____ PROVIDED MATERIAL
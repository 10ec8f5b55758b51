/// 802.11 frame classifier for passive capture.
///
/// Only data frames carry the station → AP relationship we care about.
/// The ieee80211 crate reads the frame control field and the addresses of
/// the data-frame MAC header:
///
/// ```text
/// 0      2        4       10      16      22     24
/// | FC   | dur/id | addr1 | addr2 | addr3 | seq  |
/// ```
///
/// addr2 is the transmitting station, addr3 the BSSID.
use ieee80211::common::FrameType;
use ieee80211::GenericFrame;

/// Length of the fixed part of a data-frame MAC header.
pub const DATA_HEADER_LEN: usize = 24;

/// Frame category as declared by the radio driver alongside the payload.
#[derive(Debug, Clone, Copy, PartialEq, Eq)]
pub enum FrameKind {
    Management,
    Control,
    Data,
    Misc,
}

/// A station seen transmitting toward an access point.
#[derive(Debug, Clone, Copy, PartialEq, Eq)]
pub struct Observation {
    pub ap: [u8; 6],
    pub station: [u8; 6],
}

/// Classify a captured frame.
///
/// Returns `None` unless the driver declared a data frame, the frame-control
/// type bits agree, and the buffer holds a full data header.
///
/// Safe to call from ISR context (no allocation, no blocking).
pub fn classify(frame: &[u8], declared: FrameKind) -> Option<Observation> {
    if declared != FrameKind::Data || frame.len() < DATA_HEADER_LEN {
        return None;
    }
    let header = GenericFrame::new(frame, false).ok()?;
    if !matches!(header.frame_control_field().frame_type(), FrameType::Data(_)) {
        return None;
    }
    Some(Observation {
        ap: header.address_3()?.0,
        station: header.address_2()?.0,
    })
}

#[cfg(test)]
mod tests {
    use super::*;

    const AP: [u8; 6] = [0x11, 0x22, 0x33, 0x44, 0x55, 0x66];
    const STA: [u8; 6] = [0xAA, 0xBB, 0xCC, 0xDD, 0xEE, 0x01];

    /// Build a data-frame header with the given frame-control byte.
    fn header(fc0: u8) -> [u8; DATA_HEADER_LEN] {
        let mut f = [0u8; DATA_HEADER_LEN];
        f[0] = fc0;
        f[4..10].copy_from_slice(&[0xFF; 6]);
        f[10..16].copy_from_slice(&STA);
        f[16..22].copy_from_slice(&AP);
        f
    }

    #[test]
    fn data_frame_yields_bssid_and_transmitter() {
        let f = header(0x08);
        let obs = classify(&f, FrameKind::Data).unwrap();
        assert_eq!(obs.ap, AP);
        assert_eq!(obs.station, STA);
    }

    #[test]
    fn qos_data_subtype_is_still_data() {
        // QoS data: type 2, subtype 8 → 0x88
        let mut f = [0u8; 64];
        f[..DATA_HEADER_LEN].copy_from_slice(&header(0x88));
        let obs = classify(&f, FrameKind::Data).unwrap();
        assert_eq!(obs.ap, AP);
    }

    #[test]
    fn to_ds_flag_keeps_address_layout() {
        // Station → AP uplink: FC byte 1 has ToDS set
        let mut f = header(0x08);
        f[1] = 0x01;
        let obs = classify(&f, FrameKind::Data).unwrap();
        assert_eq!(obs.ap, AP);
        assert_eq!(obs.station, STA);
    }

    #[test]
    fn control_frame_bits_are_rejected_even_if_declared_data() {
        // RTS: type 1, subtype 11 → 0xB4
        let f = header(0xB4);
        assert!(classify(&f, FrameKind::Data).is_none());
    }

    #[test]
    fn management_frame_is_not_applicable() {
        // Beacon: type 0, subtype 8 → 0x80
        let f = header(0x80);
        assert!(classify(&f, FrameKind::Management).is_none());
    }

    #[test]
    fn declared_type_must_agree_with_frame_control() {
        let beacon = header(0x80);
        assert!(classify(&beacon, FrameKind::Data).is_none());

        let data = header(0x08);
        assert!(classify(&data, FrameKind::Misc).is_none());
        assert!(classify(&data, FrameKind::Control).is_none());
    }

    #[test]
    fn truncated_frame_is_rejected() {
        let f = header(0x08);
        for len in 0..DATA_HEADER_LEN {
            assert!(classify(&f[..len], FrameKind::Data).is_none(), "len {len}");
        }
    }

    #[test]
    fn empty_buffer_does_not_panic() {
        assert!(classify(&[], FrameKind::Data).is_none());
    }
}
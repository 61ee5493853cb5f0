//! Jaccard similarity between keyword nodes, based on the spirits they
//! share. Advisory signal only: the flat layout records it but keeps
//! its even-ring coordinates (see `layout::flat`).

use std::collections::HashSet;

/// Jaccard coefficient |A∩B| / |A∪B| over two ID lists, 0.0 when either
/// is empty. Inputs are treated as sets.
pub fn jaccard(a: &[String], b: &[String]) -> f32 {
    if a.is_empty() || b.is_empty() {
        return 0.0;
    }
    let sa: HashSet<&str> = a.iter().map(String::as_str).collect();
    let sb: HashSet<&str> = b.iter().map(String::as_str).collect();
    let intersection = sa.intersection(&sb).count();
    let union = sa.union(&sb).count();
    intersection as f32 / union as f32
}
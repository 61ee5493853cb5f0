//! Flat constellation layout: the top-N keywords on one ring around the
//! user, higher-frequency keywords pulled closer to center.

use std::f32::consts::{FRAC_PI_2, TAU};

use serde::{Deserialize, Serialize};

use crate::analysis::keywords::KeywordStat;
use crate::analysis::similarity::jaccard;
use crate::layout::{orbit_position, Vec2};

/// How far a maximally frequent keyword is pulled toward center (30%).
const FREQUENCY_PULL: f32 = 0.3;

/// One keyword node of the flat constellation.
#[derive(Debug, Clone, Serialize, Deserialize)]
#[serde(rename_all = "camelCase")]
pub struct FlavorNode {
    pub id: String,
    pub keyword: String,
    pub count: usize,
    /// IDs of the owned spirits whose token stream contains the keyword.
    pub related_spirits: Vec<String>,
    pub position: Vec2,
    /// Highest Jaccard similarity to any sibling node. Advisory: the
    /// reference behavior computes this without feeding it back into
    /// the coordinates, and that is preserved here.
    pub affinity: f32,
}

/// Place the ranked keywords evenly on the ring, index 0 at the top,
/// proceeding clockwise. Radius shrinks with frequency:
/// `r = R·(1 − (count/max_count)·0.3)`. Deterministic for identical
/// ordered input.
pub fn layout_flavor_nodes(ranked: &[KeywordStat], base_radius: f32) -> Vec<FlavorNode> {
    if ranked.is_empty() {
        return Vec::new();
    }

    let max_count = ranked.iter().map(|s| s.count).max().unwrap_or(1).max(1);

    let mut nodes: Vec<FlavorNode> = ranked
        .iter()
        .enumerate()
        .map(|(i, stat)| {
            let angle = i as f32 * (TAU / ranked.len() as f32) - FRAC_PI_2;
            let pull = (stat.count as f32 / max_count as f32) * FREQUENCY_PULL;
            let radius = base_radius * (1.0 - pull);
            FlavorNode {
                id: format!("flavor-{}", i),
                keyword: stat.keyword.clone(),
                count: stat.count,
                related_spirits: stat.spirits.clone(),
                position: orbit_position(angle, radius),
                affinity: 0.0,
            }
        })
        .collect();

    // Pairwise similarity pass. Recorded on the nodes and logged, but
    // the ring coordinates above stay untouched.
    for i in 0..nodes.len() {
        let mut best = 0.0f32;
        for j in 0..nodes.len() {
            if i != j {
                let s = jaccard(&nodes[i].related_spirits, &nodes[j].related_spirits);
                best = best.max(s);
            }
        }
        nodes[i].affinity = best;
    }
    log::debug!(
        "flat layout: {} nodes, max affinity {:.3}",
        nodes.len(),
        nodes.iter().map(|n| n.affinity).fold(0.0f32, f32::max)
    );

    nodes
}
________
____ PROVIDED MATERIAL
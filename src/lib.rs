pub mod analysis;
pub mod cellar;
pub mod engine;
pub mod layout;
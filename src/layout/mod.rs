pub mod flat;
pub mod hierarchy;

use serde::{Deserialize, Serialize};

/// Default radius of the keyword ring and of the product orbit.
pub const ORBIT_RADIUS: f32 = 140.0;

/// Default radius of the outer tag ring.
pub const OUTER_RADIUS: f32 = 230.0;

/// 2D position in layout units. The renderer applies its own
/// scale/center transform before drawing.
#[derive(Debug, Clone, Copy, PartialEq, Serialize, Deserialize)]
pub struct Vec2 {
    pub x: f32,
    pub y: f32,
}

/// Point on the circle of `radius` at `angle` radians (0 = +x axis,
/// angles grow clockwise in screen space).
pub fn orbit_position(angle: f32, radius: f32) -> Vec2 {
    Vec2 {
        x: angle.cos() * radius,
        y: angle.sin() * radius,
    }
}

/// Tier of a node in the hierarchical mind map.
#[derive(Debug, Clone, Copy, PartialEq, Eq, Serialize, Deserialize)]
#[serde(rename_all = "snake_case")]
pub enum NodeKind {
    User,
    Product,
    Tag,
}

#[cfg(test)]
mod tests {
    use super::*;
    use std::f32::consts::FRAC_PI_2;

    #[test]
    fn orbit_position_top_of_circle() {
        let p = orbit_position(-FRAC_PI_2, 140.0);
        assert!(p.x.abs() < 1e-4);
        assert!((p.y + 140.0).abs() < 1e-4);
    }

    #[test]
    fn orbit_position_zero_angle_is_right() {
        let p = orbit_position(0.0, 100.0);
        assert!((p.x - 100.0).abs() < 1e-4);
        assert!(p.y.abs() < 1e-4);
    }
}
________
TASK TO COMPLETE
Every line of the records above where the string "byte" is found should be copied.

RESPONSE AREA
    /// Build a data-frame header with the given frame-control byte.
        // Station → AP uplink: FC byte 1 has ToDS set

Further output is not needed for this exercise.